Того из парней, что повыше, именовали Арман, второго, светловолосого — Жери. Девушку звали Белль. Все трое были студентами Сорбонны и уже не первый год подрабатывали в этой галерее, когда нужно было что-то распаковать и расставить. По словам владельца галереи — «настоящие профи».
Бруни отнеслась к его словам скептически, особенно после того как один из «профи», вставая, запнулся о стул и чуть не упал. Но выбора особого не было, да и расставлять все по местам она собиралась сама, от помощников же требовалось в основном ввинчивать в нужных местах крюки и убирать пенопластовую крошку.
И кроме того, был еще Филипп. Ему она доверяла куда больше, чем всем троим студентам вместе взятым — в том числе и потому, что за все время их знакомства он ни разу ничего не уронил и не разбил. Ему даже не потребовалось говорить, что нужно делать — сам снял пиджак, закатал рукава и принялся, ловко орудуя топориком, распаковывать ящики.
Единственное, что Бруни крайне не понравилось — это то, как Белль уставилась на его руки. Понятно, поглядеть там было на что: его предплечья, мощные и загорелые, были толще, чем бицепсы у иных задохликов — но не ее это дело!
Скоро стало ясно, что одним взглядом дело не ограничилось. Студенточка явно принадлежала к числу женщин, которым нравились мужчины, по выражению Иви, «похожие на шкаф», и не привыкла тратить зря время. Атака проводилась почти в лоб: Белль то подзывала Филиппа помочь переставить ящик, то просила, чтобы он передвинул ей стремянку, то у нее якобы переставал работать пылесос. При этом она мило улыбалась, томно поглядывала и при любой возможности терлась об него, как кошка.

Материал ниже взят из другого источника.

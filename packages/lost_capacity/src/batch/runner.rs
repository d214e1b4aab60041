//! Recompute the lost capacity for a whole set of networks in one go.
//! Networks don't depend on each other, so they are processed in parallel.

use crate::analysis::compute_lost_capacity;
use crate::batch::lease::{LeaseGuard, LeaseStore};
use crate::common::config::EngineConfig;
use crate::common::error::Result;
use crate::common::network_data::SewerNetwork;
use crate::flooding::results::NetworkResults;
use indicatif::ProgressBar;
use rayon::prelude::*;
use serde::Serialize;
use std::time::Instant;
use tracing::{info, warn};

#[derive(Debug, Clone, PartialEq, Serialize)]
pub struct NetworkFailure {
    pub name: String,
    pub error: String,
}

/// Outcome of a batch run. Networks which failed don't produce any results,
/// but don't stop the others either.
#[derive(Debug, Clone, PartialEq, Serialize)]
pub struct BatchReport {
    pub results: Vec<NetworkResults>,
    pub failures: Vec<NetworkFailure>,
}

/// Compute lost capacity for every provided network, using Rayon to spread
/// the work. Only one run can be active at a time, if the lease is already
/// held nothing is computed at all.
pub fn recompute_all(
    networks: &[SewerNetwork],
    config: &EngineConfig,
    store: &dyn LeaseStore,
    holder: &str,
) -> Result<BatchReport> {
    let _guard = LeaseGuard::acquire(
        store,
        &config.lease_key,
        holder,
        config.lease_timeout,
    )?;

    let now = Instant::now();
    info!("Recomputing lost capacity for {} networks", networks.len());

    let bar = ProgressBar::new(networks.len() as u64);

    let outcomes: Vec<(&SewerNetwork, Result<NetworkResults>)> = networks
        .par_iter()
        .map(|network| {
            let outcome = compute_lost_capacity(network, config);
            bar.inc(1);
            (network, outcome)
        })
        .collect();

    bar.finish_and_clear();

    let mut results = Vec::<NetworkResults>::new();
    let mut failures = Vec::<NetworkFailure>::new();
    for (network, outcome) in outcomes {
        match outcome {
            Ok(result) => results.push(result),
            Err(err) => {
                warn!("Unable to process network {}: {}", network.name, err);
                failures.push(NetworkFailure {
                    name: network.name.clone(),
                    error: err.to_string(),
                });
            }
        }
    }

    info!(
        "{} networks processed, {} failed, in {:.2?}",
        results.len(),
        failures.len(),
        now.elapsed()
    );

    Ok(BatchReport { results, failures })
}
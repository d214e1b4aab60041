//! Measurements derived from slopes are chained together, so any systematic
//! error in the survey equipment builds up along the pipe. This shows up as a
//! sawtooth pattern across a sequence of pipes: each pipe drifts away from
//! its known end elevation, then jumps back at the next manhole. As both end
//! elevations are known, the drift can be estimated and removed.

use crate::common::network_data::Measurement;
use tracing::debug;

/// A straight line, with elevation as a function of distance along the pipe
#[derive(Debug, Clone, Copy, PartialEq)]
struct Line {
    slope: f64,
    intercept: f64,
}

impl Line {
    /// Fit a line through two points. Not possible when both points are at
    /// the same distance.
    fn through(p1: (f64, f64), p2: (f64, f64)) -> Option<Line> {
        let (x1, y1) = p1;
        let (x2, y2) = p2;
        if x1 == x2 {
            return None;
        }
        let slope = (y2 - y1) / (x2 - x1);
        Some(Line {
            slope,
            intercept: y1 - slope * x1,
        })
    }

    fn at(&self, x: f64) -> f64 {
        self.slope * x + self.intercept
    }
}

/// Remove linear drift from the measurements of a single pipe, which must be
/// sorted by distance from the end with elevation bob1. The 'ideal' line
/// runs between the two known pipe ends, the 'apparent' line between the
/// first and last measurement. Every measurement is shifted by the
/// difference between the two, which keeps the shape of the measured profile
/// intact. Returns true if a correction was applied.
pub fn correct_sawtooth(
    bob1: f64,
    bob2: f64,
    length: f64,
    measurements: &mut [Measurement],
    min_measurements: usize,
) -> bool {
    if measurements.len() < min_measurements {
        return false;
    }

    let (first, last) = match (measurements.first(), measurements.last()) {
        (Some(first), Some(last)) => {
            ((first.distance, first.bob), (last.distance, last.bob))
        }
        _ => return false,
    };

    let ideal = Line::through((0.0, bob1), (length, bob2));
    let apparent = Line::through(first, last);

    let (ideal, apparent) = match (ideal, apparent) {
        (Some(ideal), Some(apparent)) => (ideal, apparent),
        _ => {
            debug!("Unable to fit a line, skipping sawtooth correction");
            return false;
        }
    };

    for meas in measurements.iter_mut() {
        let offset = ideal.at(meas.distance) - apparent.at(meas.distance);
        meas.bob += offset;
        meas.obb += offset;
    }

    true
}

Филипп, правда, на ее намеки не обращал ни малейшего внимания. Он вообще с самого отъезда из Мюнхена пребывал в меланхолическом настроении — вроде делал все, что нужно, но мыслями витал где-то далеко.
Зато Бруни все эти ухаживания не только бесили, но и не давали нормально сосредоточиться. В результате она поручила Арману ввернуть три крюка на левой стене вместо правой — хорошо, спохватилась прежде, чем парень начал сверлить не там, где надо, дырки!

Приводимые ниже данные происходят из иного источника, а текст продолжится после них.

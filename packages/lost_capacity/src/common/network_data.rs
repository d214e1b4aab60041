//! Records describing a single surveyed sewer network, as they are handed
//! over once the survey files have been parsed. Every computation run starts
//! from these, nothing in here is modified by the engine.

use crate::common::error::{LostCapacityError, Result};
use geo::{Distance, Euclidean, Point};
use rustc_hash::FxHashMap;
use serde::{Deserialize, Serialize};
use std::f64::consts::PI;

/// A manhole (put), coordinates are expected to be in a projected metric
/// coordinate system so that distances between them come out in metres
#[derive(Debug, Clone, PartialEq, Serialize, Deserialize)]
pub struct Manhole {
    pub code: String,
    pub x: f64,
    pub y: f64,
    #[serde(default)]
    pub is_sink: bool,
    #[serde(default)]
    pub ground_level: Option<f64>,
}

impl Manhole {
    pub fn point(&self) -> Point {
        Point::new(self.x, self.y)
    }
}

/// The shape of a pipe when viewed end-on. Dimensions are in metres.
#[derive(Debug, Clone, Copy, PartialEq, Serialize, Deserialize)]
#[serde(tag = "shape", rename_all = "snake_case")]
pub enum CrossSection {
    Circular { diameter: f64 },
    Rectangular { height: f64, width: f64 },
}

impl CrossSection {
    /// Vertical size of the cross-section, used to go from bottom of pipe
    /// to top of pipe and as the reference for flooded percentages
    pub fn height(&self) -> f64 {
        match self {
            CrossSection::Circular { diameter } => *diameter,
            CrossSection::Rectangular { height, .. } => *height,
        }
    }

    pub fn area(&self) -> f64 {
        match self {
            CrossSection::Circular { diameter } => {
                PI * (diameter / 2.0).powi(2)
            }
            CrossSection::Rectangular { height, width } => height * width,
        }
    }

    pub fn is_rectangular(&self) -> bool {
        matches!(self, CrossSection::Rectangular { .. })
    }
}

/// A single pipe (streng) connecting two manholes. bob1 belongs to manhole1
/// and bob2 to manhole2, no ordering between the two is implied.
#[derive(Debug, Clone, PartialEq, Serialize, Deserialize)]
pub struct Pipe {
    pub code: String,
    pub manhole1: String,
    pub manhole2: String,
    pub bob1: f64,
    pub bob2: f64,
    pub cross_section: CrossSection,
}

impl Pipe {
    /// Look up the manholes at either end of the pipe. A pipe pointing at a
    /// manhole which isn't part of the network means the survey data is
    /// inconsistent, this is reported rather than skipped.
    pub fn endpoints<'a>(
        &self,
        manholes: &'a FxHashMap<String, Manhole>,
    ) -> Result<(&'a Manhole, &'a Manhole)> {
        let lookup = |code: &String| {
            manholes
                .get(code)
                .ok_or_else(|| LostCapacityError::UnknownManhole {
                    pipe: self.code.clone(),
                    manhole: code.clone(),
                })
        };

        Ok((lookup(&self.manhole1)?, lookup(&self.manhole2)?))
    }

    /// Horizontal length of the pipe, based on the manhole coordinates
    pub fn length(
        &self,
        manholes: &FxHashMap<String, Manhole>,
    ) -> Result<f64> {
        let (start, end) = self.endpoints(manholes)?;
        Ok(Euclidean::distance(start.point(), end.point()))
    }
}

/// Which end of the pipe the distance of a measurement is relative to
#[derive(Debug, Clone, Copy, PartialEq, Eq, Serialize, Deserialize)]
#[serde(rename_all = "snake_case")]
pub enum ReferenceEnd {
    Start,
    End,
}

impl ReferenceEnd {
    /// Survey files reference the ends as "1" and "2"
    pub fn from_code(code: &str) -> Result<ReferenceEnd> {
        match code.trim() {
            "1" => Ok(ReferenceEnd::Start),
            "2" => Ok(ReferenceEnd::End),
            _ => Err(LostCapacityError::UnknownReferenceEnd {
                code: code.to_string(),
            }),
        }
    }
}

/// A raw measured value, tagged by how it should be turned into an absolute
/// bottom of pipe elevation
#[derive(Debug, Clone, Copy, PartialEq, Serialize, Deserialize)]
#[serde(tag = "kind", content = "value", rename_all = "snake_case")]
pub enum Reading {
    /// Slope since the previous point, in degrees
    SlopeDegrees(f64),
    /// Slope since the previous point, in percent
    SlopePercent(f64),
    /// Metres above (or below) the straight line between both pipe ends
    AbsoluteOffset(f64),
    /// Metres above (or below) the previous point
    RelativeOffset(f64),
}

impl Reading {
    /// Map the type and unit codes used in the survey files onto a reading.
    /// Only A+E, A+F and C+B are supported.
    pub fn from_codes(kind: &str, unit: &str, value: f64) -> Result<Reading> {
        let codes = (
            kind.trim().to_ascii_uppercase(),
            unit.trim().to_ascii_uppercase(),
        );
        match (codes.0.as_str(), codes.1.as_str()) {
            ("A", "E") => Ok(Reading::SlopeDegrees(value)),
            ("A", "F") => Ok(Reading::SlopePercent(value)),
            ("C", "B") => Ok(Reading::AbsoluteOffset(value)),
            _ => Err(LostCapacityError::UnsupportedMeasurementCodes {
                kind: kind.to_string(),
                unit: unit.to_string(),
            }),
        }
    }

    pub fn same_kind(&self, other: &Reading) -> bool {
        std::mem::discriminant(self) == std::mem::discriminant(other)
    }

    /// Readings which are relative to the previous point build up small
    /// errors the further along the pipe they get, and need to be corrected
    /// against the known pipe ends
    pub fn accumulates_drift(&self) -> bool {
        !matches!(self, Reading::AbsoluteOffset(_))
    }
}

/// A measurement exactly as it was surveyed. The distance is taken along the
/// (sloped) pipe, starting from the reference end. Can be provided either
/// with a tagged reading, or with the codes used in the survey files.
#[derive(Debug, Clone, Copy, PartialEq, Serialize, Deserialize)]
#[serde(try_from = "RawMeasurementInput")]
pub struct RawMeasurement {
    pub distance: f64,
    pub reading: Reading,
    pub reference: ReferenceEnd,
}

/// A measurement record as it appears in a survey file, e.g. type A with
/// unit E for a slope in degrees, measured from reference end 1
#[derive(Debug, Clone, PartialEq, Deserialize)]
pub struct SurveyRecord {
    pub distance: f64,
    #[serde(rename = "type")]
    pub kind: String,
    pub unit: String,
    pub value: f64,
    pub reference: String,
}

impl TryFrom<SurveyRecord> for RawMeasurement {
    type Error = LostCapacityError;

    fn try_from(record: SurveyRecord) -> Result<RawMeasurement> {
        Ok(RawMeasurement {
            distance: record.distance,
            reading: Reading::from_codes(
                &record.kind,
                &record.unit,
                record.value,
            )?,
            reference: ReferenceEnd::from_code(&record.reference)?,
        })
    }
}

/// Either of the layouts a raw measurement is accepted in
#[derive(Debug, Clone, Deserialize)]
#[serde(untagged)]
pub enum RawMeasurementInput {
    Tagged {
        distance: f64,
        reading: Reading,
        reference: ReferenceEnd,
    },
    Survey(SurveyRecord),
}

impl TryFrom<RawMeasurementInput> for RawMeasurement {
    type Error = LostCapacityError;

    fn try_from(input: RawMeasurementInput) -> Result<RawMeasurement> {
        match input {
            RawMeasurementInput::Tagged {
                distance,
                reading,
                reference,
            } => Ok(RawMeasurement {
                distance,
                reading,
                reference,
            }),
            RawMeasurementInput::Survey(record) => record.try_into(),
        }
    }
}

/// A measurement once it has been resolved against the geometry of its pipe.
/// Distances are horizontal, measured from manhole1.
#[derive(Debug, Clone, PartialEq, Serialize)]
pub struct Measurement {
    pub pipe: String,
    pub distance: f64,
    pub bob: f64,
    pub obb: f64,
    pub x: f64,
    pub y: f64,
    pub is_virtual: bool,
}

/// Everything known about a single sewer network. Measurements are keyed by
/// the code of the pipe they were taken in; pipes without an entry have not
/// been surveyed.
#[derive(Debug, Clone, PartialEq, Serialize, Deserialize)]
pub struct SewerNetwork {
    pub name: String,
    pub manholes: FxHashMap<String, Manhole>,
    pub pipes: FxHashMap<String, Pipe>,
    #[serde(default)]
    pub measurements: FxHashMap<String, Vec<RawMeasurement>>,
}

В конце концов она поручила Белль работу, где помощь Филиппа явно не требовалась: разобрать три ящика флакончиков и вазочек; каждый предмет отряхнуть, протереть тряпочкой, чтобы ни в какой выемке не осталось пенопластовой крошки, и аккуратно поставить в витрину.
Вечером дня, предшествующего официальному открытию выставки, должна была состояться презентация для особо именитых гостей. К этому времени, естественно, все должно было быть готово — включая и саму Бруни. Ведь перед гостями нельзя предстать в том же виде, в котором она распаковывала ящики и расставляла экспонаты — нужно и прическу сделать, и руки в порядок привести, и вообще — выглядеть так, будто все, что находится в этих залах, не стоило ей ожогов, царапин, сил и нервов.